If you’ve got another high intensity session coming up the following day (although, you should always follow something like this with a different kind of training, whether it’s a different energy system or body part), try something like yoghurt with some fruit and nuts or it could be something like pasta with a tomato and meat sauce.
If you’re training for weight-loss, always stick to a slow release carbohydrate to keep blood sugar levels stable. Good rule of thumb? Avoid anything white or beige.

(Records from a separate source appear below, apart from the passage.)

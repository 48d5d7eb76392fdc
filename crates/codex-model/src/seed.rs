//! Deterministic seed dataset.
//!
//! Derives all 144 records from cyclic rules over the id alone, so every
//! build of the store is identical. Element, chakra, solfeggio, and color
//! cycle by layer; planet and zodiac cycle by id; harmonic partner sets
//! come from musical intervals on the 12-node layer wheel:
//!
//! ```text
//! octave   ±12 -> perfect consonance
//! fifth    ±7, fourth ±5 -> consonance
//! semitone ±1 -> dissonance
//! tritone  ±6 -> tritone
//! ```

use codex_topology::{NodeId, NODE_COUNT};

use crate::{Chakra, Element, Harmonics, MemoryStore, Node, SOLFEGGIO_FREQUENCIES};

/// Archetype name cycle, one per layer position.
const ARCHETYPES: [&str; 12] = [
    "Seeker", "Weaver", "Guardian", "Herald", "Alchemist", "Oracle",
    "Wanderer", "Keeper", "Dreamer", "Forger", "Chalice", "Crown",
];

/// Roman numerals for the 12 layers.
const LAYER_NUMERALS: [&str; 12] = [
    "I", "II", "III", "IV", "V", "VI", "VII", "VIII", "IX", "X", "XI", "XII",
];

/// Planet cycle (classical order).
const PLANETS: [&str; 10] = [
    "Sun", "Moon", "Mercury", "Venus", "Mars", "Jupiter", "Saturn", "Uranus",
    "Neptune", "Pluto",
];

/// Zodiac cycle.
const ZODIAC: [&str; 12] = [
    "Aries", "Taurus", "Gemini", "Cancer", "Leo", "Virgo", "Libra", "Scorpio",
    "Sagittarius", "Capricorn", "Aquarius", "Pisces",
];

/// Color cycle, one per solfeggio frequency.
const COLORS: [&str; 7] = [
    "#C41E3A", "#E97451", "#C8A44D", "#2E8B57", "#2B6CB0", "#4B0082", "#7F00FF",
];

/// Partner ids at a fixed interval from a node, clamped to 1-144.
fn interval_partners(id: u16, interval: u16) -> Vec<NodeId> {
    let mut partners = Vec::with_capacity(2);
    if id > interval {
        partners.push(NodeId::new(id - interval));
    }
    if id + interval <= NODE_COUNT {
        partners.push(NodeId::new(id + interval));
    }
    partners
}

/// Harmonic relation sets for a node, from the interval rules.
pub fn seeded_harmonics(id: NodeId) -> Harmonics {
    let id = id.value();
    let mut consonance = interval_partners(id, 7);
    consonance.extend(interval_partners(id, 5));
    consonance.sort();
    consonance.dedup();

    Harmonics {
        perfect_consonance: interval_partners(id, 12),
        consonance,
        dissonance: interval_partners(id, 1),
        tritone: interval_partners(id, 6),
    }
}

/// The full seeded record for one node.
pub fn seeded_node(id: NodeId) -> Node {
    let layer = id.layer();
    let position = id.position_in_layer();
    let archetype = ARCHETYPES[(position - 1) as usize];
    let numeral = LAYER_NUMERALS[(layer - 1) as usize];

    Node {
        id,
        name: Some(format!("{archetype} {numeral}")),
        element: Some(Element::cycle(layer - 1)),
        chakra: Some(Chakra::cycle(layer - 1)),
        planet: Some(PLANETS[((id.value() - 1) % 10) as usize].to_string()),
        zodiac: Some(ZODIAC[((id.value() - 1) % 12) as usize].to_string()),
        solfeggio: Some(SOLFEGGIO_FREQUENCIES[((layer - 1) % 7) as usize]),
        color: Some(COLORS[((layer - 1) % 7) as usize].to_string()),
        harmonics: seeded_harmonics(id),
        shem: Some(format!("Angel {}", ((id.value() - 1) % 72) + 1)),
        goetia: Some(format!("Demon {}", ((id.value() - 1) % 72) + 1)),
        i_ching: Some(format!("{}", ((id.value() - 1) % 64) + 1)),
        soyga: Some(char::from(b'A' + ((id.value() - 1) % 26) as u8).to_string()),
    }
}

/// The complete deterministic 144-node store.
pub fn seeded_store() -> MemoryStore {
    MemoryStore::from_nodes(NodeId::all().map(seeded_node))
}
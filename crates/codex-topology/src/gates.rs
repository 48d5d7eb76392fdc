//! The node-gate assignment rule.
//!
//! Every node derives its connected gates from three sources:
//!
//! 1. One **primary** gate from its own id, wrapping the 33 primary gates.
//! 2. One **harmonic** gate per consonant partner (both perfect consonance
//!    and plain consonance feed the same band).
//! 3. One **spiral** gate from its layer.
//!
//! The result is deduplicated and sorted ascending. The ordering is part of
//! the public contract; callers may assert exact sequences.

use std::collections::BTreeSet;

use crate::{GateId, NodeId, PRIMARY_GATES};

/// Primary gate of a node: `((n - 1) mod 33) + 1`.
#[inline]
pub const fn primary_gate(node: NodeId) -> GateId {
    GateId::new(((node.value() - 1) % PRIMARY_GATES) + 1)
}

/// Harmonic gate for a consonant partner: `33 + ((h - 1) mod 33) + 1`.
///
/// Always lands in the harmonic band 34-66.
#[inline]
pub const fn harmonic_gate(partner: NodeId) -> GateId {
    GateId::new(PRIMARY_GATES + ((partner.value() - 1) % PRIMARY_GATES) + 1)
}

/// Spiral gate for a node layer: `66 + ((L - 1) mod 33) + 1`.
///
/// Always lands in the spiral band 67-99.
#[inline]
pub const fn spiral_gate(layer: u16) -> GateId {
    GateId::new(2 * PRIMARY_GATES + ((layer - 1) % PRIMARY_GATES) + 1)
}

/// Compute the full gate set for a node.
///
/// `perfect_consonance` and `consonance` are the node's harmonic partner
/// lists from the node store; empty slices are a defined fallback, not an
/// error. Returns sorted ascending with duplicates removed.
pub fn gates_for_node(
    node: NodeId,
    perfect_consonance: &[NodeId],
    consonance: &[NodeId],
) -> Vec<GateId> {
    let mut gates = BTreeSet::new();

    gates.insert(primary_gate(node));

    for &partner in perfect_consonance.iter().chain(consonance) {
        let gate = harmonic_gate(partner);
        debug_assert!(gate.value() <= 66);
        gates.insert(gate);
    }

    let gate = spiral_gate(node.layer());
    debug_assert!(gate.value() <= 99);
    gates.insert(gate);

    gates.into_iter().collect()
}
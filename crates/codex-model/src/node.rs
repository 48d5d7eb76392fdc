//! The node record.

use codex_topology::NodeId;
use serde::{Deserialize, Serialize};

use crate::{Chakra, Element};

/// Node-to-node relation sets sourced from the store.
///
/// Absent sets default to empty - a defined fallback, not an error.
#[derive(Debug, Clone, Default, PartialEq, Eq, Serialize, Deserialize)]
pub struct Harmonics {
    /// Octave-grade partners.
    #[serde(default)]
    pub perfect_consonance: Vec<NodeId>,
    /// Fifth/fourth-grade partners.
    #[serde(default)]
    pub consonance: Vec<NodeId>,
    /// Clashing partners.
    #[serde(default)]
    pub dissonance: Vec<NodeId>,
    /// Tritone partners.
    #[serde(default)]
    pub tritone: Vec<NodeId>,
}

impl Harmonics {
    /// Whether every relation set is empty.
    pub fn is_empty(&self) -> bool {
        self.perfect_consonance.is_empty()
            && self.consonance.is_empty()
            && self.dissonance.is_empty()
            && self.tritone.is_empty()
    }
}

/// A descriptive field a present record may lack.
#[derive(Debug, Clone, Copy, PartialEq, Eq, PartialOrd, Ord, Hash, Serialize, Deserialize)]
#[serde(rename_all = "lowercase")]
pub enum MissingField {
    Name,
    Element,
    Chakra,
}

impl std::fmt::Display for MissingField {
    fn fmt(&self, f: &mut std::fmt::Formatter<'_>) -> std::fmt::Result {
        let name = match self {
            Self::Name => "name",
            Self::Element => "element",
            Self::Chakra => "chakra",
        };
        write!(f, "{name}")
    }
}

/// An archetypal record, one of 144.
///
/// Identity is the node id. Descriptive fields are optional so the store
/// can hold incomplete records; the audit layer classifies them, and the
/// mapping layer substitutes defaults without erroring.
#[derive(Debug, Clone, PartialEq, Serialize, Deserialize)]
pub struct Node {
    pub id: NodeId,
    pub name: Option<String>,
    pub element: Option<Element>,
    pub chakra: Option<Chakra>,
    pub planet: Option<String>,
    pub zodiac: Option<String>,
    /// Solfeggio frequency in Hz.
    pub solfeggio: Option<u16>,
    /// Hex color, e.g. `#C8A44D`.
    pub color: Option<String>,
    #[serde(default)]
    pub harmonics: Harmonics,
    /// Raw Shem angel reference, e.g. `"Angel 42"`.
    pub shem: Option<String>,
    /// Raw Goetia demon reference.
    pub goetia: Option<String>,
    /// Raw I Ching hexagram reference.
    pub i_ching: Option<String>,
    /// Soyga cipher letter.
    pub soyga: Option<String>,
}

impl Node {
    /// A bare record carrying only an id.
    pub fn bare(id: NodeId) -> Self {
        Self {
            id,
            name: None,
            element: None,
            chakra: None,
            planet: None,
            zodiac: None,
            solfeggio: None,
            color: None,
            harmonics: Harmonics::default(),
            shem: None,
            goetia: None,
            i_ching: None,
            soyga: None,
        }
    }

    /// Descriptive fields this record lacks (name, element, chakra).
    pub fn missing_fields(&self) -> Vec<MissingField> {
        let mut missing = Vec::new();
        if self.name.as_deref().map_or(true, str::is_empty) {
            missing.push(MissingField::Name);
        }
        if self.element.is_none() {
            missing.push(MissingField::Element);
        }
        if self.chakra.is_none() {
            missing.push(MissingField::Chakra);
        }
        missing
    }

    /// Whether the record carries all required descriptive fields.
    pub fn is_complete(&self) -> bool {
        self.missing_fields().is_empty()
    }
}
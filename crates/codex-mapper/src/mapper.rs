//! The mapper itself - cached maps plus the query surface.

use std::collections::BTreeMap;

use codex_model::NodeStore;
use codex_topology::{GateId, GateTier, NodeId};

use crate::{CodexSummary, Error, GateMap, NodeMap, Result, SummaryCounts};

/// Complete derived lattice over an injected node store.
///
/// Caches are built once at construction and never mutated afterwards; a
/// rebuild from an unchanged store yields deeply equal output, orderings
/// included. Share by reference freely.
#[derive(Debug, Clone, PartialEq)]
pub struct CodexMapper {
    node_maps: BTreeMap<NodeId, NodeMap>,
    gate_maps: BTreeMap<GateId, GateMap>,
}

impl CodexMapper {
    /// Build all node and gate maps from a store.
    ///
    /// Ids with no backing record are skipped silently - the audit layer
    /// surfaces them. A completely empty store is the one fatal condition.
    pub fn new(store: &impl NodeStore) -> Result<Self> {
        if store.is_empty() {
            return Err(Error::EmptyDataset);
        }

        let mut node_maps = BTreeMap::new();
        for id in NodeId::all() {
            if let Some(node) = store.get(id) {
                node_maps.insert(id, NodeMap::build(node));
            }
        }
        tracing::debug!("built {} node maps", node_maps.len());

        let mut gate_maps = BTreeMap::new();
        for gate in GateId::all() {
            gate_maps.insert(gate, GateMap::build(gate, &node_maps));
        }
        tracing::debug!("built {} gate maps", gate_maps.len());

        Ok(Self {
            node_maps,
            gate_maps,
        })
    }

    /// Build the map of a single node, without a mapper instance.
    ///
    /// Unlike bulk construction this surfaces the absence of a record.
    pub fn build_node_map(store: &impl NodeStore, id: NodeId) -> Result<NodeMap> {
        store
            .get(id)
            .map(NodeMap::build)
            .ok_or(Error::MissingNode(id))
    }

    /// Map of one node, if its record existed at build time.
    pub fn node_map(&self, id: NodeId) -> Option<&NodeMap> {
        self.node_maps.get(&id)
    }

    /// Map of one gate.
    pub fn gate_map(&self, id: GateId) -> Option<&GateMap> {
        self.gate_maps.get(&id)
    }

    /// All node maps in ascending id order.
    pub fn all_node_maps(&self) -> impl Iterator<Item = &NodeMap> {
        self.node_maps.values()
    }

    /// All gate maps in ascending id order.
    pub fn all_gate_maps(&self) -> impl Iterator<Item = &GateMap> {
        self.gate_maps.values()
    }

    /// Node maps on one spiral layer.
    pub fn nodes_by_layer(&self, layer: u16) -> Vec<&NodeMap> {
        self.node_maps
            .values()
            .filter(|map| map.position.layer == layer)
            .collect()
    }

    /// Gate maps of one tier.
    pub fn gates_by_tier(&self, tier: GateTier) -> Vec<&GateMap> {
        self.gate_maps
            .values()
            .filter(|map| map.tier == tier)
            .collect()
    }

    /// Node maps connected to a gate. Unknown gate ids yield empty.
    pub fn nodes_for_gate(&self, gate: GateId) -> Vec<&NodeMap> {
        self.gate_map(gate)
            .map(|gate_map| {
                gate_map
                    .nodes
                    .iter()
                    .filter_map(|id| self.node_map(*id))
                    .collect()
            })
            .unwrap_or_default()
    }

    /// Gate maps connected to a node. Unknown node ids yield empty.
    pub fn gates_for_node(&self, node: NodeId) -> Vec<&GateMap> {
        self.node_map(node)
            .map(|node_map| {
                node_map
                    .gates
                    .iter()
                    .filter_map(|id| self.gate_map(*id))
                    .collect()
            })
            .unwrap_or_default()
    }

    /// JSON-serializable summary of the whole derived lattice.
    pub fn summary(&self) -> CodexSummary {
        let nodes: Vec<NodeMap> = self.node_maps.values().cloned().collect();
        let gates: Vec<GateMap> = self.gate_maps.values().cloned().collect();

        let mut nodes_by_layer = BTreeMap::new();
        for map in &nodes {
            *nodes_by_layer.entry(map.position.layer).or_insert(0) += 1;
        }
        let mut gates_by_tier = BTreeMap::new();
        for map in &gates {
            *gates_by_tier.entry(map.tier).or_insert(0) += 1;
        }

        CodexSummary {
            summary: SummaryCounts {
                total_nodes: nodes.len(),
                total_gates: gates.len(),
                nodes_by_layer,
                gates_by_tier,
            },
            nodes,
            gates,
        }
    }

    /// Replace a node's gate list without touching the gate maps.
    ///
    /// Test support for consistency checking - deliberately breaks the
    /// symmetric-reference invariant the production surface maintains.
    #[doc(hidden)]
    pub fn corrupt_node_gates(&mut self, node: NodeId, gates: Vec<GateId>) {
        if let Some(map) = self.node_maps.get_mut(&node) {
            map.gates = gates;
        }
    }

    /// Remove a node map entirely, leaving any gate references dangling.
    ///
    /// Test support for consistency checking.
    #[doc(hidden)]
    pub fn corrupt_remove_node(&mut self, node: NodeId) {
        self.node_maps.remove(&node);
    }
}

What: Long, slow run or cycle
Running or riding for 90 minutes or longer? Then your body is fueling on the energy stored in your blood muscles. Once you’ve finished, you’ll need to replace this with high glycaemic index carbohydrates so that energy is released quickly to help you recover. Protein is still important too for muscle recovery. Scrambled eggs on a white bagel with avocado and bacon or almond pancakes with banana and a tsp of peanut butter with berries. (the recipe for these comes with our Fit & Glow course). Eat within 30 minutes.
What: Strength workouts
Your body works in the anaerobic system when doing strength work, which means it uses energy from the muscles to power the movement. This creates microscopic tears in muscle fibres, and it’s when these are repaired that you build strength – and you’ll see a desired change. Don’t eat right after these workouts, which can include kettle bells, TRX workouts (or our Body Athletic classes) and you’ll undo all your good work. Eat protein after such a workout, which could be eggs, a mackerel salad, Thai beef salad, anything that adds some good quality, lean protein. (This does NOT include all the so called chocolate bars that have suddenly hit the shelves with added word protein to them!).
What: Yoga and Pilates
Unless you’re doing an advanced athletic Pilates class or a powerful yoga series like the Ashtanga Primary and Secondary series, be very careful that you don’t overeat after these kinds of classes. They use minimal energy, so a light snack of a raw protein ball (on our recipe sheets) or an egg salad should be enough.